THIS INFORMATION IS OBSOLETE AND IS PROVIDED ONLY FOR ITS HISTORICAL VALUE

by G. A. Kollmannsberger, Department of Chemistry, University of Konstanz, Konstanz, FRG

The performance of calculations on planar aromatic molecules which are either unstable or whose geometry has not yet been determined is often hindered by the fact that the supposed bond lengths and bond angles are not in accordance with the trivial constraint that a polygon representing an n-membered ring molecule must be closed. Since in most cases the stretching of a bond requires appreciably more energy than the deformation of an angle, the bond lengths are held fixed and only the bond angles are varied to get a closed polygon.
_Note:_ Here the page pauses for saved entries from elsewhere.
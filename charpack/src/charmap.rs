//! Charset and charmap construction.
//!
//! An image is cut into 8x8 characters in raster order. Each character is
//! encoded, deduplicated into the charset and recorded in the charmap
//! together with its attribute byte.

use tracing::debug;

use crate::color::{ColorRoles, ObjectKind, PixelEncoder, PixelWidth};
use crate::config::EncodeOptions;
use crate::dictionary::BlockDictionary;
use crate::error::{AddressSpaceWarning, ConversionError};
use crate::mode::prefers_hires;
use crate::raster::{Raster, Region};

/// Character size in pixels
pub const CHAR_SIZE: u32 = 8;
/// Encoded character size in bytes
pub const CHAR_BYTES: usize = 8;
/// Attribute bit marking a hires character inside a multicolor image
pub const HIRES_MARKER: u8 = 0x08;
/// Colour bits available to characters of a hires image
const HIRES_COLOR_MASK: u8 = 0x0f;
/// Colour bits available to characters of a multicolor image
const MULTICOLOR_COLOR_MASK: u8 = 0x07;

/// Deduplicated characters of an image and the maps referencing them
#[derive(Debug, Clone)]
pub struct Charmap {
    /// Unique characters; index 0 is the empty character when there is one
    pub charset: BlockDictionary,
    /// Map width in characters
    pub columns: usize,
    /// Map height in characters
    pub rows: usize,
    /// Row-major charset indices, without the character offset
    pub indices: Vec<usize>,
    /// Row-major attribute bytes
    pub colors: Vec<u8>,
    /// Width each cell was encoded with
    pub cell_widths: Vec<PixelWidth>,
    /// Global width of the image
    pub pixel_width: PixelWidth,
    pub warnings: Vec<AddressSpaceWarning>,
}

impl Charmap {
    pub fn index_at(&self, column: usize, row: usize) -> usize {
        self.indices[row * self.columns + column]
    }

    pub fn color_at(&self, column: usize, row: usize) -> u8 {
        self.colors[row * self.columns + column]
    }

    /// Charmap as emitted, with `offset` added to every index
    pub fn map_bytes(&self, offset: usize) -> Vec<u8> {
        self.indices.iter().map(|&i| (i + offset) as u8).collect()
    }

    /// Charset index of the empty character
    pub fn empty_char(&self) -> Option<usize> {
        self.charset.empty_index()
    }
}

/// Builds a `Charmap` from a raster
pub struct CharmapBuilder<'a> {
    options: &'a EncodeOptions,
}

impl<'a> CharmapBuilder<'a> {
    pub fn new(options: &'a EncodeOptions) -> Self {
        CharmapBuilder { options }
    }

    /// Encode every complete 8x8 cell of `raster`
    pub fn build<R: Raster + ?Sized>(&self, raster: &R) -> Result<Charmap, ConversionError> {
        let columns = (raster.width() / CHAR_SIZE) as usize;
        let rows = (raster.height() / CHAR_SIZE) as usize;
        let cells = columns * rows;
        let pixel_width = self.options.pixel_width();
        let capacity = self.options.max_uniques.unwrap_or(cells);

        let mut charset = BlockDictionary::new("characters", CHAR_BYTES, capacity)?;
        let mut indices = Vec::with_capacity(cells);
        let mut colors = Vec::with_capacity(cells);
        let mut cell_widths = Vec::with_capacity(cells);

        let defaults = ColorRoles::from_options(self.options, raster.transparent_index());

        for row in 0..rows as u32 {
            for column in 0..columns as u32 {
                let region = Region::new(column * CHAR_SIZE, row * CHAR_SIZE, CHAR_SIZE, CHAR_SIZE);

                let width = match pixel_width {
                    PixelWidth::Multicolor if prefers_hires(raster, region, defaults.background) => {
                        PixelWidth::Hires
                    }
                    width => width,
                };

                let encoder = PixelEncoder::new(width, ObjectKind::Character);
                let (block, roles) = encoder.encode(raster, region, defaults);

                indices.push(charset.lookup_or_insert(&block)?);
                colors.push(self.attribute(&roles, width));
                cell_widths.push(width);
            }
        }

        if let Some(empty) = charset.promote_empty_to_front(&mut indices) {
            debug!("moved empty character from index {} to 0", empty);
        }

        let warnings = AddressSpaceWarning::check("charmap", charset.len(), self.options.char_offset)
            .into_iter()
            .collect();

        Ok(Charmap {
            charset,
            columns,
            rows,
            indices,
            colors,
            cell_widths,
            pixel_width,
            warnings,
        })
    }

    /// Attribute byte for a cell encoded with `width`
    fn attribute(&self, roles: &ColorRoles, width: PixelWidth) -> u8 {
        let color = roles.color().unwrap_or(self.options.default_color);
        match (self.options.pixel_width(), width) {
            (PixelWidth::Hires, _) => color & HIRES_COLOR_MASK,
            (PixelWidth::Multicolor, PixelWidth::Multicolor) => color & MULTICOLOR_COLOR_MASK,
            (PixelWidth::Multicolor, PixelWidth::Hires) => (color & MULTICOLOR_COLOR_MASK) | HIRES_MARKER,
        }
    }
}

#[cfg(test)]
mod tests {
    use super::*;
    use crate::raster::IndexedImage;

    fn image(width: u32, height: u32, pixel: impl Fn(u32, u32) -> u8) -> IndexedImage {
        let mut pixels = Vec::with_capacity((width * height) as usize);
        for y in 0..height {
            for x in 0..width {
                pixels.push(pixel(x, y));
            }
        }
        IndexedImage::from_pixels(width, height, pixels, None).unwrap()
    }

    fn hires(background: u8) -> EncodeOptions {
        EncodeOptions {
            background: Some(background),
            ..Default::default()
        }
    }

    #[test]
    fn checkerboard_with_uniform_phase_has_one_char() {
        let img = image(16, 16, |x, y| ((x + y) % 2) as u8);
        let charmap = CharmapBuilder::new(&hires(0)).build(&img).unwrap();

        assert_eq!(charmap.charset.len(), 1);
        assert_eq!(charmap.indices, vec![0; 4]);
        assert_eq!(charmap.charset.get(0), &[0x55, 0xaa, 0x55, 0xaa, 0x55, 0xaa, 0x55, 0xaa]);
    }

    #[test]
    fn checkerboard_with_varying_phase_has_four_chars() {
        // each block gets its own phase and stripe pattern
        let img = image(16, 16, |x, y| {
            let block = (x / 8) + 2 * (y / 8);
            match block {
                0 => ((x + y) % 2) as u8,
                1 => ((x + y + 1) % 2) as u8,
                2 => (y % 2) as u8,
                _ => (x % 2) as u8,
            }
        });
        let charmap = CharmapBuilder::new(&hires(0)).build(&img).unwrap();

        assert_eq!(charmap.charset.len(), 4);
        assert_eq!(charmap.indices, vec![0, 1, 2, 3]);
    }

    #[test]
    fn empty_char_is_promoted() {
        // first block solid, second block empty
        let img = image(16, 8, |x, _| if x < 8 { 1 } else { 0 });
        let charmap = CharmapBuilder::new(&hires(0)).build(&img).unwrap();

        assert_eq!(charmap.charset.get(0), &[0; 8]);
        assert_eq!(charmap.charset.get(1), &[0xff; 8]);
        assert_eq!(charmap.indices, vec![1, 0]);
        assert_eq!(charmap.empty_char(), Some(0));
    }

    #[test]
    fn offset_applies_to_emitted_map() {
        let img = image(16, 8, |x, _| if x < 8 { 1 } else { 0 });
        let options = EncodeOptions {
            char_offset: 0x40,
            ..hires(0)
        };
        let charmap = CharmapBuilder::new(&options).build(&img).unwrap();
        assert_eq!(charmap.map_bytes(options.char_offset), vec![0x41, 0x40]);
        assert!(charmap.warnings.is_empty());
    }

    #[test]
    fn address_space_overflow_is_a_warning() {
        // 4 distinct characters past an offset of 254
        let img = image(32, 8, |x, y| if x / 8 == y % 4 { 1 } else { 0 });
        let options = EncodeOptions {
            char_offset: 254,
            ..hires(0)
        };
        let charmap = CharmapBuilder::new(&options).build(&img).unwrap();
        assert_eq!(charmap.charset.len(), 4);
        assert_eq!(charmap.warnings.len(), 1);
        assert_eq!(charmap.warnings[0].overflow(), 2);
    }

    #[test]
    fn max_uniques_is_a_capacity_error() {
        let img = image(24, 8, |x, _| (x / 8) as u8);
        let options = EncodeOptions {
            max_uniques: Some(2),
            multicolor: Some((1, 2)),
            background: Some(0),
            ..Default::default()
        };
        let err = CharmapBuilder::new(&options).build(&img).unwrap_err();
        assert!(matches!(err, ConversionError::Capacity { limit: 2, .. }));
    }

    #[test]
    fn attributes_record_unique_color_and_mode() {
        // block 0: thin hires line in color 13, block 1: wide multicolor pixels in color 14
        let img = image(16, 8, |x, y| match (x / 8, y) {
            (0, 0) if x == 1 => 13,
            (1, _) if x % 8 < 2 => 14,
            _ => 0,
        });
        let options = EncodeOptions {
            background: Some(0),
            multicolor: Some((1, 2)),
            default_color: 9,
            ..Default::default()
        };
        let charmap = CharmapBuilder::new(&options).build(&img).unwrap();

        assert_eq!(charmap.cell_widths, vec![PixelWidth::Hires, PixelWidth::Multicolor]);
        assert_eq!(charmap.colors, vec![(13 & 0x07) | HIRES_MARKER, 14 & 0x07]);
        assert_eq!(charmap.charset.get(0)[0], 0b0100_0000);
        assert_eq!(charmap.charset.get(1)[0], 0b1100_0000);
    }

    #[test]
    fn unbound_unique_uses_default_color() {
        let img = image(8, 8, |_, _| 0);
        let options = EncodeOptions {
            default_color: 0x1b,
            ..hires(0)
        };
        let charmap = CharmapBuilder::new(&options).build(&img).unwrap();
        assert_eq!(charmap.colors, vec![0x0b]);
    }
}
//! Encoding options shared by every workflow.
//!
//! Options are layered: defaults, then an optional JSON file, then command
//! line flags, then tags embedded in the input file name.

use std::fs::File;
use std::io::BufReader;
use std::path::Path;

use serde::{Deserialize, Serialize};

use crate::color::PixelWidth;
use crate::error::ConversionError;

/// Assembler syntax for the emitted byte rows
#[derive(Debug, Clone, Copy, PartialEq, Eq, Default, Serialize, Deserialize, clap::ValueEnum)]
#[serde(rename_all = "lowercase")]
pub enum AsmDialect {
    /// ACME `!byte`
    #[default]
    Acme,
    /// KickAssembler `.byte`
    Kick,
    /// DreamAss `.db`
    Dasm,
}

impl AsmDialect {
    pub fn directive(self) -> &'static str {
        match self {
            AsmDialect::Acme => "!byte",
            AsmDialect::Kick => ".byte",
            AsmDialect::Dasm => ".db",
        }
    }
}

/// Where the empty character ends up in an optimized tile charset
#[derive(Debug, Clone, Copy, PartialEq, Eq, Default, Serialize, Deserialize)]
#[serde(rename_all = "snake_case")]
pub enum EmptySlotPolicy {
    /// Character 0 always takes the first position
    #[default]
    Merge,
    /// The empty character is mapped to this index and is not copied
    Explicit(u8),
}

/// Configuration for the encoding process
#[derive(Debug, Clone, PartialEq, Eq, Serialize, Deserialize)]
#[serde(default)]
pub struct EncodeOptions {
    /// Background colour, auto-learned when absent
    pub background: Option<u8>,
    /// Foreground colour, forces hires with inverted bit meaning
    pub foreground: Option<u8>,
    /// Multicolor pair (mc1, mc2), forces multicolor
    pub multicolor: Option<(u8, u8)>,
    /// Added to every emitted character index
    pub char_offset: usize,
    /// Placement of the empty character in optimized tile charsets
    pub empty_slot: EmptySlotPolicy,
    /// Y origin of the first sprite row in pixels
    pub sprite_y_offset: u32,
    /// Emit attribute planes
    pub attributes: bool,
    /// Attribute colour used when a block has no unique colour
    pub default_color: u8,
    /// Dictionary capacity, defaults to the number of blocks scanned
    pub max_uniques: Option<usize>,
    /// Assembler syntax
    pub dialect: AsmDialect,
}

impl Default for EncodeOptions {
    fn default() -> Self {
        EncodeOptions {
            background: None,
            foreground: None,
            multicolor: None,
            char_offset: 0,
            empty_slot: EmptySlotPolicy::Merge,
            sprite_y_offset: 0,
            attributes: false,
            default_color: 0,
            max_uniques: None,
            dialect: AsmDialect::Acme,
        }
    }
}

impl EncodeOptions {
    /// Load options from a JSON file, missing fields keep their defaults
    pub fn from_json_file(path: &Path) -> Result<Self, ConversionError> {
        let reader = BufReader::new(File::open(path)?);
        Ok(serde_json::from_reader(reader)?)
    }

    /// Defaults, overridden by the JSON file at `config`, overridden by `flags`
    pub fn layered(config: Option<&Path>, flags: &OptionFlags) -> Result<Self, ConversionError> {
        let mut options = match config {
            Some(path) => Self::from_json_file(path)?,
            None => Self::default(),
        };
        flags.apply(&mut options);
        Ok(options)
    }

    /// Global pixel width of an image encoded with these options
    pub fn pixel_width(&self) -> PixelWidth {
        if self.foreground.is_some() {
            PixelWidth::Hires
        } else if self.multicolor.is_some() {
            PixelWidth::Multicolor
        } else {
            PixelWidth::Hires
        }
    }

    /// Returns a copy with the settings embedded in `file_name` applied.
    ///
    /// Recognised tags (hex digits): `-bgX`, `-fgX`, `-mcXY`, `-chXX`,
    /// `-chXXYY` (offset and explicit empty slot) and `-syXX`.
    pub fn with_file_tags(&self, file_name: &str) -> Self {
        let mut options = self.clone();

        // -bg and -fg force hires unless -mc is also present
        if let Some(bg) = tag_value(file_name, "-bg", 1) {
            options.background = Some(bg as u8);
            options.multicolor = None;
        }
        if let Some(fg) = tag_value(file_name, "-fg", 1) {
            options.foreground = Some(fg as u8);
        }
        if let Some(mc) = tag_value(file_name, "-mc", 2) {
            options.multicolor = Some(((mc >> 4) as u8, (mc & 0x0f) as u8));
            options.foreground = None;
        }
        // -chXX is an offset, -chXXYY an offset and an explicit empty slot
        if let Some(digits) = hex_run(file_name, "-ch", 2) {
            if let Some(offset) = hex_byte(&digits[..2]) {
                options.char_offset = offset as usize;
            }
            if let Some(slot) = digits.get(2..4).and_then(hex_byte) {
                options.empty_slot = EmptySlotPolicy::Explicit(slot);
            }
        }
        if let Some(sy) = tag_value(file_name, "-sy", 2) {
            options.sprite_y_offset = sy;
        }

        options
    }
}

/// Hex digits after the first `tag` followed by at least `min` of them
fn hex_run<'a>(name: &'a str, tag: &str, min: usize) -> Option<&'a str> {
    name.match_indices(tag).find_map(|(pos, _)| {
        let rest = &name[pos + tag.len()..];
        let run = rest.find(|c: char| !c.is_ascii_hexdigit()).unwrap_or(rest.len());
        (run >= min).then(|| &rest[..run])
    })
}

/// Value of the first `digits` hex digits after `tag`
fn tag_value(name: &str, tag: &str, digits: usize) -> Option<u32> {
    hex_run(name, tag, digits).and_then(|run| u32::from_str_radix(&run[..digits], 16).ok())
}

fn hex_byte(digits: &str) -> Option<u8> {
    u8::from_str_radix(digits, 16).ok()
}

/// Parse a byte given as `$xx`, `0xXX` or decimal
pub fn parse_byte(value: &str) -> Result<u8, String> {
    let parsed = if let Some(hex) = value.strip_prefix('$') {
        u8::from_str_radix(hex, 16)
    } else if let Some(hex) = value
        .strip_prefix("0x")
        .or_else(|| value.strip_prefix("0X"))
    {
        u8::from_str_radix(hex, 16)
    } else {
        value.parse::<u8>()
    };
    parsed.map_err(|e| format!("invalid byte value '{}': {}", value, e))
}

/// Command line overrides for `EncodeOptions`
#[derive(Debug, Clone, Default, clap::Args)]
pub struct OptionFlags {
    /// Background colour
    #[arg(long, value_parser = parse_byte)]
    pub bg: Option<u8>,

    /// Foreground colour, forces hires
    #[arg(long, value_parser = parse_byte)]
    pub fg: Option<u8>,

    /// Multicolor pair, forces multicolor
    #[arg(long, num_args = 2, value_names = ["MC1", "MC2"], value_parser = parse_byte)]
    pub mc: Option<Vec<u8>>,

    /// Offset added to every character index
    #[arg(long, value_parser = parse_byte)]
    pub offset: Option<u8>,

    /// Put the empty character at this index in tile charsets
    #[arg(long, value_parser = parse_byte)]
    pub empty_slot: Option<u8>,

    /// Y position of the first sprite row
    #[arg(long, value_parser = parse_byte)]
    pub sprite_y: Option<u8>,

    /// Emit attribute planes
    #[arg(long)]
    pub attributes: bool,

    /// Attribute colour for blocks without a unique colour
    #[arg(long, value_parser = parse_byte)]
    pub default_color: Option<u8>,

    /// Maximum number of unique blocks
    #[arg(long)]
    pub max_uniques: Option<usize>,

    /// Assembler syntax
    #[arg(long, value_enum)]
    pub dialect: Option<AsmDialect>,
}

impl OptionFlags {
    /// Overwrite every option that was given on the command line
    pub fn apply(&self, options: &mut EncodeOptions) {
        if let Some(bg) = self.bg {
            options.background = Some(bg);
        }
        if let Some(fg) = self.fg {
            options.foreground = Some(fg);
        }
        if let Some([mc1, mc2]) = self.mc.as_deref().and_then(|mc| <[u8; 2]>::try_from(mc).ok()) {
            options.multicolor = Some((mc1, mc2));
        }
        if let Some(offset) = self.offset {
            options.char_offset = offset as usize;
        }
        if let Some(slot) = self.empty_slot {
            options.empty_slot = EmptySlotPolicy::Explicit(slot);
        }
        if let Some(sprite_y) = self.sprite_y {
            options.sprite_y_offset = sprite_y as u32;
        }
        if self.attributes {
            options.attributes = true;
        }
        if let Some(color) = self.default_color {
            options.default_color = color;
        }
        if self.max_uniques.is_some() {
            options.max_uniques = self.max_uniques;
        }
        if let Some(dialect) = self.dialect {
            options.dialect = dialect;
        }
    }
}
The molecular symmetry can be taken into account by imposing conditions concerning the quality of certain angles. The solution angles are determined by the program within adjustable deviation intervals centered at the starting angles. An angle can be held fixed by putting the corresponding deviation interval equal to zero. The starting set of angles need not fulfill the sum rule for angles of a polygon. The maximal number of corners of a polygon has arbitrarily been fixed to N = 9. The program has an additional option. It is possible to minimize the RMS deviation of the actual bond angles from a set of angles considered as "optimal". This minimization requires additional runs where the final angles of the preceding run are to be taken as the starting angles for the following run.

FORTRAN IV (IBM 360/370) Lines of Code: 413 Recommended Citation: G. A. Kollmannsberger, QCPE 11, 287 (1975).